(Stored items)
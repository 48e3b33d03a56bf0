//! Action contract - externally-decoded click and lifecycle commands.
//!
//! The core does not own action variants. The host game supplies an
//! [`ActionDecoder`] that turns raw command strings (a bracket-delimited
//! target tag followed by a command body, e.g. `[console] give %player% map`)
//! into opaque executable units. The core owns only the parsing contract:
//! a string with no recognized target prefix is retried once as an implicit
//! player-targeted command.

use std::fmt::Debug;
use std::sync::Arc;

use crate::context::MenuContext;

/// Target tag prepended to command strings that carry no explicit target.
pub const DEFAULT_TARGET_TAG: &str = "[player]";

/// One executable unit triggered by a click or menu lifecycle event.
///
/// Execution has host-game side effects (command dispatch, menu close, ...)
/// and is entirely the host's responsibility.
pub trait MenuAction: Debug + Send + Sync {
    /// Performs the action for the acting viewer.
    fn execute(&self, ctx: &dyn MenuContext);
}

/// Shared handle to a decoded action; menus are immutable once built, so
/// actions are freely shared across registry snapshots.
pub type Action = Arc<dyn MenuAction>;

/// Decodes raw command strings into host actions.
pub trait ActionDecoder {
    /// Returns the decoded action, or `None` when the string is not a
    /// recognizable command (including an unknown target prefix).
    fn decode(&self, raw: &str) -> Option<Action>;
}

/// Decodes one action string, applying the implicit-player-target rule.
///
/// If the decoder rejects a string that does not begin with a bracketed
/// target prefix, the decode is retried once with [`DEFAULT_TARGET_TAG`]
/// prepended. Returns `None` when both attempts fail; callers drop such
/// strings silently.
pub fn decode_action(decoder: &dyn ActionDecoder, raw: &str) -> Option<Action> {
    if let Some(action) = decoder.decode(raw) {
        return Some(action);
    }
    if raw.trim_start().starts_with('[') {
        return None;
    }
    decoder.decode(&format!("{DEFAULT_TARGET_TAG} {raw}"))
}

/// Runs a decoded action list in order for the acting viewer.
pub fn run_actions(actions: &[Action], ctx: &dyn MenuContext) {
    for action in actions {
        action.execute(ctx);
    }
}
//! Conditions gating menu and item visibility.
//!
//! A [`Condition`] is a pure boolean rule decoded from a requirement
//! document. Evaluation is side-effect-free and delegates every external
//! concern (permissions, placeholders, expressions) to the [`MenuContext`].

use crate::context::MenuContext;

/// Comparison operators accepted by numeric/string comparisons.
///
/// The spellings below are the exact `type` tokens used in requirement
/// documents.
#[derive(Clone, Copy, Debug, PartialEq, Eq, Hash, strum::Display, strum::EnumString)]
#[cfg_attr(feature = "serde", derive(serde::Serialize, serde::Deserialize))]
pub enum CompareOp {
    #[strum(serialize = ">")]
    Greater,
    #[strum(serialize = ">=")]
    GreaterOrEqual,
    #[strum(serialize = "<")]
    Less,
    #[strum(serialize = "<=")]
    LessOrEqual,
    #[strum(serialize = "==")]
    Equal,
    #[strum(serialize = "!=")]
    NotEqual,
}

impl CompareOp {
    /// True for the equality-class operators (`==`, `!=`), which keep a
    /// string-comparison fallback when an operand is not numeric.
    pub const fn is_equality(&self) -> bool {
        matches!(self, Self::Equal | Self::NotEqual)
    }
}

/// A boolean rule gating whether a menu may open or an item is visible.
#[derive(Clone, Debug, PartialEq)]
#[cfg_attr(feature = "serde", derive(serde::Serialize, serde::Deserialize))]
pub enum Condition {
    /// Unconditionally true; the absence of any requirement.
    Always,

    /// Viewer holds the named permission node.
    Permission(String),

    /// Viewer does not hold the named permission node.
    NegatedPermission(String),

    /// Externally-evaluated boolean expression.
    Expression(String),

    /// Placeholder-expanded operands compare equal as strings.
    StringEquals { left: String, right: String },

    /// Placeholder-expanded left operand contains the right as a substring.
    StringContains { left: String, right: String },

    /// Numeric comparison of placeholder-expanded operands.
    ///
    /// If either side fails to parse as a number, equality-class operators
    /// fall back to string comparison and ordering operators evaluate false.
    Comparison {
        left: String,
        op: CompareOp,
        right: String,
    },

    /// All sub-conditions must hold; short-circuits left to right.
    And(Vec<Condition>),
}

impl Condition {
    /// Combines decoded sub-conditions the way requirement blocks do:
    /// zero → [`Condition::Always`], one → that condition unwrapped,
    /// two or more → [`Condition::And`].
    pub fn all(mut conditions: Vec<Condition>) -> Condition {
        match conditions.len() {
            0 => Condition::Always,
            1 => conditions.remove(0),
            _ => Condition::And(conditions),
        }
    }

    /// Evaluates this condition for the acting viewer.
    pub fn evaluate(&self, ctx: &dyn MenuContext) -> bool {
        match self {
            Condition::Always => true,
            Condition::Permission(node) => ctx.has_permission(node),
            Condition::NegatedPermission(node) => !ctx.has_permission(node),
            Condition::Expression(expr) => ctx.evaluate_expression(expr),
            Condition::StringEquals { left, right } => ctx.expand(left) == ctx.expand(right),
            Condition::StringContains { left, right } => {
                ctx.expand(left).contains(&ctx.expand(right))
            }
            Condition::Comparison { left, op, right } => {
                compare(&ctx.expand(left), *op, &ctx.expand(right))
            }
            Condition::And(conditions) => conditions.iter().all(|c| c.evaluate(ctx)),
        }
    }
}

/// Compares two expanded operands, numerically when both parse.
fn compare(left: &str, op: CompareOp, right: &str) -> bool {
    match (left.trim().parse::<f64>(), right.trim().parse::<f64>()) {
        (Ok(l), Ok(r)) => match op {
            CompareOp::Greater => l > r,
            CompareOp::GreaterOrEqual => l >= r,
            CompareOp::Less => l < r,
            CompareOp::LessOrEqual => l <= r,
            CompareOp::Equal => l == r,
            CompareOp::NotEqual => l != r,
        },
        // Non-numeric operands: equality degrades to string comparison,
        // ordering operators are false.
        _ => match op {
            CompareOp::Equal => left == right,
            CompareOp::NotEqual => left != right,
            _ => false,
        },
    }
}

TASK: Show all lines from the data that contain "expanded".

OUTPUT OF THE TASK:
    /// Placeholder-expanded operands compare equal as strings.
    /// Placeholder-expanded left operand contains the right as a substring.
    /// Numeric comparison of placeholder-expanded operands.
/// Compares two expanded operands, numerically when both parse.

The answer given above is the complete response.